Fast forward to the article The Economist Has No Clothes by Robert Nadeau in the April 2008 edition of Scientific American. In the article the author asserts that the current formulas being used by economists, by definition, do not include environmental impact:
Because neoclassical economics does not even acknowledge the costs of environmental problems and the limits to economic growth, it constitutes one of the greatest barriers to combating climate change and other threads to the planet.
Ah - so the answer to my question is that they don't -- economic reports just ignore environmental impacts.

Later in the class Benjamin did a report showing how online music purchases has increased public good. This, in particular, opened up to me a fascinating line of thought. The general logic was that if people downloaded music instead of purchasing physical copies of CDs it would decrease the manufacture of CDs and free up resources for other purposes. During our conversation it occurred to me that downloading music, and other media like movies, is more environmentally friendly than borrowing or buying physical copies be they new or used. Not only does it save in physical media (less end-of-life costs due to landfill) but in the amount of greenhouse gas released due to gas. Yes, gasoline. If demand for physical CDs decreases, manufacturers will create fewer CDs which will decrease the amount of merchandise shipped to stores resulting in either fewer trips or the use of smaller, more fuel-efficient vehicles for the transportation. Not to mention the obvious savings of gas for people making trips to their favorite box store to purchase one.

That got me thinking about other things like DVDs: should I feel good or bad about my Netflix subscription? On the plus side I'm not purchasing a copy (reduce and reuse) but it still has to be mailed to me (transportation costs and mailer waste). After some thought I decided that, in general, I should feel good about Netflix. Yes, the mailman has to deliver it to me but he's coming to my house every day regardless if there is a movie in the mail or not so while it doesn't have a zero cost it has a near-zero cost compared to me getting in a car and driving to Blockbuster, for example. Even better would be to stream the videos directly from their website (the lack of Linux-compatible video player notwithstanding). This resulted in the creation of a list containing possible movie-watching options from most environmentally friendly to least:
  • Netflix Instant Watching
  • Netflix DVD rentals
  • Borrowing DVDs from friends that live closer to you than the local video store
  • Driving to local video store to rent DVD
  • Buying DVD from online retailer who ships via USPS
  • Driving to local box store to buy DVD
Note that "Buying DVD from online retailer who ships via UPS/Fedex" didn't make the list. If the driver was already going to be in your neighborhood to deliver something else, it probably ranks around "Driving to local video store". If they have to drive much further than the distance between your place and the box store, it probably comes in dead last.

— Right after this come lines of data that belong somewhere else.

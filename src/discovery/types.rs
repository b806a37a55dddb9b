//! Records produced by discovery.

use std::collections::BTreeMap;

use serde::{Serialize, Serializer};
use time::OffsetDateTime;
use time::format_description::well_known::Rfc3339;

/// Size reported when the listing does not include one.
pub const UNKNOWN_SIZE: &str = "unknown";

/// Owner assumed for rows in the legacy single-column shape.
pub const LEGACY_OWNER: &str = "postgres";

/// Encoding assumed for rows in the legacy single-column shape.
pub const LEGACY_ENCODING: &str = "UTF8";

/// A running container that hosts PostgreSQL.
#[derive(Clone, Debug, Eq, PartialEq, Serialize)]
pub struct ContainerRecord {
    /// Container identifier as printed by the runtime.
    pub id: String,
    /// Container name without a leading slash.
    pub name: String,
    /// Image reference.
    pub image: String,
    /// Lifecycle status text, for example `Up 2 hours`.
    pub status: String,
    /// Published port mappings.
    pub ports: Vec<String>,
    /// Container labels.
    pub labels: BTreeMap<String, String>,
    /// Creation time, when the runtime reported a parseable one.
    #[serde(serialize_with = "serialize_timestamp")]
    pub created_at: Option<OffsetDateTime>,
}

/// One non-template database.
#[derive(Clone, Debug, Eq, PartialEq, Serialize)]
pub struct DatabaseRecord {
    /// Database name; unique within one container or host.
    pub name: String,
    /// Owning role.
    pub owner: String,
    /// Character encoding.
    pub encoding: String,
    /// Human readable size, or [`UNKNOWN_SIZE`].
    pub size: String,
}

impl DatabaseRecord {
    /// Builds a record from the four listing columns.
    #[must_use]
    pub fn new(name: &str, owner: &str, encoding: &str, size: &str) -> Self {
        Self {
            name: name.to_owned(),
            owner: owner.to_owned(),
            encoding: encoding.to_owned(),
            size: if size.is_empty() {
                String::from(UNKNOWN_SIZE)
            } else {
                size.to_owned()
            },
        }
    }

    /// Builds a record from the legacy name-only shape.
    #[must_use]
    pub fn legacy(name: &str) -> Self {
        Self::new(name, LEGACY_OWNER, LEGACY_ENCODING, UNKNOWN_SIZE)
    }
}

#[expect(
    clippy::ref_option,
    reason = "serde's serialize_with hands the field over by reference"
)]
fn serialize_timestamp<S: Serializer>(
    value: &Option<OffsetDateTime>,
    serializer: S,
) -> Result<S::Ok, S::Error> {
    match value {
        Some(timestamp) => {
            let text = timestamp
                .format(&Rfc3339)
                .map_err(serde::ser::Error::custom)?;
            serializer.serialize_some(&text)
        }
        None => serializer.serialize_none(),
    }
}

I came up with a slew of others, all of which are obvious after you think about it. Like for produce:
  • Growing your own produce
  • Buying produce grown locally
  • Buying produce grown regionally
  • Buying produce grown nationally
  • Buying produce grown internationally
Or commuting:
  • Telecommuting
  • Commuting via walking or biking
  • Commuting via public transportation
  • Commuting via car pool
  • Driving by yourself
Or music:
  • Buying music via the internet (iTunes, Amazon, etc)
  • Borrowing CDs from friends
  • Buying used CDs
  • Buying new CDs
See, not rocket science but I never considered the environmental benefit from buying music online prior to the economics conversation. This seems like an under-marketed area for online retailers.

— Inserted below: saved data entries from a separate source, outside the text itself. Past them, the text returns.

//! Remote shell invocation construction.
//!
//! Remote commands are rendered into a single escaped line and handed to the
//! `ssh` client. Password credentials are supplied through `sshpass -e` so the
//! secret only ever reaches the child's environment.

use std::ffi::OsString;
use std::time::Duration;

use crate::target::{ServerTarget, ShellCredential};

use super::process::Invocation;

/// Environment variable read by `sshpass -e`.
pub const SSHPASS_ENV: &str = "SSHPASS";

/// Exit code reserved by the `ssh` client for transport and authentication
/// failures.
pub const SSH_TRANSPORT_EXIT_CODE: i32 = 255;

/// `sshpass` exit codes for an invalid password and a host key problem.
const SSHPASS_AUTH_EXIT_CODES: [i32; 2] = [5, 6];

/// Default capture-mode deadline.
pub const DEFAULT_CAPTURE_DEADLINE: Duration = Duration::from_secs(30);

/// Default `ConnectTimeout` passed to the ssh client, in seconds.
pub const DEFAULT_CONNECT_TIMEOUT_SECS: u64 = 10;

/// Settings that shape how commands reach their targets.
#[derive(Clone, Debug, Eq, PartialEq)]
pub struct ExecSettings {
    /// Path to the `ssh` executable.
    pub ssh_bin: String,
    /// Path to the `sshpass` executable used for password credentials.
    pub sshpass_bin: String,
    /// Whether to pass `BatchMode=yes` when no password is involved.
    pub batch_mode: bool,
    /// Whether the remote host key must match a known host.
    pub strict_host_key_checking: bool,
    /// Known hosts file handed to the ssh client.
    pub known_hosts_file: String,
    /// `ConnectTimeout` in seconds; `None` leaves the client default.
    pub connect_timeout_secs: Option<u64>,
    /// Deadline applied to capture-mode commands; `None` disables it.
    pub capture_deadline: Option<Duration>,
}

impl Default for ExecSettings {
    fn default() -> Self {
        Self {
            ssh_bin: String::from("ssh"),
            sshpass_bin: String::from("sshpass"),
            batch_mode: true,
            strict_host_key_checking: false,
            known_hosts_file: String::from("/dev/null"),
            connect_timeout_secs: Some(DEFAULT_CONNECT_TIMEOUT_SECS),
            capture_deadline: Some(DEFAULT_CAPTURE_DEADLINE),
        }
    }
}

/// Builds the invocation that runs `command_line` on `target` via ssh.
///
/// `command_line` must already be shell-escaped; it is passed to the remote
/// shell as a single argument.
#[must_use]
pub fn remote_invocation(
    settings: &ExecSettings,
    target: &ServerTarget,
    command_line: &str,
) -> Invocation {
    let credential = target.credential();
    let mut args = vec![OsString::from("-p"), OsString::from(target.port.to_string())];

    if let ShellCredential::PrivateKey(key) = credential {
        args.push(OsString::from("-i"));
        args.push(OsString::from(expand_tilde(key)));
    }

    let uses_password = matches!(credential, ShellCredential::Password(_));
    if settings.batch_mode && !uses_password {
        push_option(&mut args, "BatchMode=yes");
    }
    if uses_password {
        push_option(&mut args, "PreferredAuthentications=password,keyboard-interactive");
        push_option(&mut args, "PubkeyAuthentication=no");
    }

    let strict = if settings.strict_host_key_checking {
        "yes"
    } else {
        "no"
    };
    push_option(&mut args, &format!("StrictHostKeyChecking={strict}"));
    push_option(
        &mut args,
        &format!("UserKnownHostsFile={}", settings.known_hosts_file),
    );
    if let Some(seconds) = settings.connect_timeout_secs {
        push_option(&mut args, &format!("ConnectTimeout={seconds}"));
    }

    args.push(OsString::from(target.ssh_destination()));
    args.push(OsString::from(command_line));

    match credential {
        ShellCredential::Password(password) => {
            let mut wrapped = vec![OsString::from("-e"), OsString::from(&settings.ssh_bin)];
            wrapped.extend(args);
            Invocation::new(settings.sshpass_bin.clone(), wrapped).env(SSHPASS_ENV, password)
        }
        ShellCredential::PrivateKey(_) | ShellCredential::Default => {
            Invocation::new(settings.ssh_bin.clone(), args)
        }
    }
}

/// Returns `true` when `code` means the remote shell was never reached.
#[must_use]
pub fn is_transport_failure(invocation: &Invocation, settings: &ExecSettings, code: i32) -> bool {
    if code == SSH_TRANSPORT_EXIT_CODE {
        return true;
    }
    invocation.program == settings.sshpass_bin && SSHPASS_AUTH_EXIT_CODES.contains(&code)
}

fn push_option(args: &mut Vec<OsString>, option: &str) {
    args.push(OsString::from("-o"));
    args.push(OsString::from(option));
}

/// Expands a leading `~/` prefix to the user's home directory.
///
/// The input is returned unchanged when `HOME` is not set.
///
/// # Examples
///
/// ```
/// # use pgscout::exec::expand_tilde;
/// assert_eq!(expand_tilde("/etc/keys/id_ed25519"), "/etc/keys/id_ed25519");
/// ```
#[must_use]
pub fn expand_tilde(path: &str) -> String {
    if let Some(rest) = path.strip_prefix("~/")
        && let Some(home) = std::env::var_os("HOME")
    {
        return format!("{}/{rest}", home.to_string_lossy());
    }
    path.to_owned()
}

I predict that we'll see a Tipping Point for digital vs physical media in the next few years after which physical DVDs and CDs will go the way of the 8-track yielding both economic and environmental benefits. I just hope the movie and music providers get past their shortsighted DRM tactics prior to the Tipping Point or it will be a step backwards for consumers (although part of me wonders if the Tipping Point can even occur until content is provided DRM-free).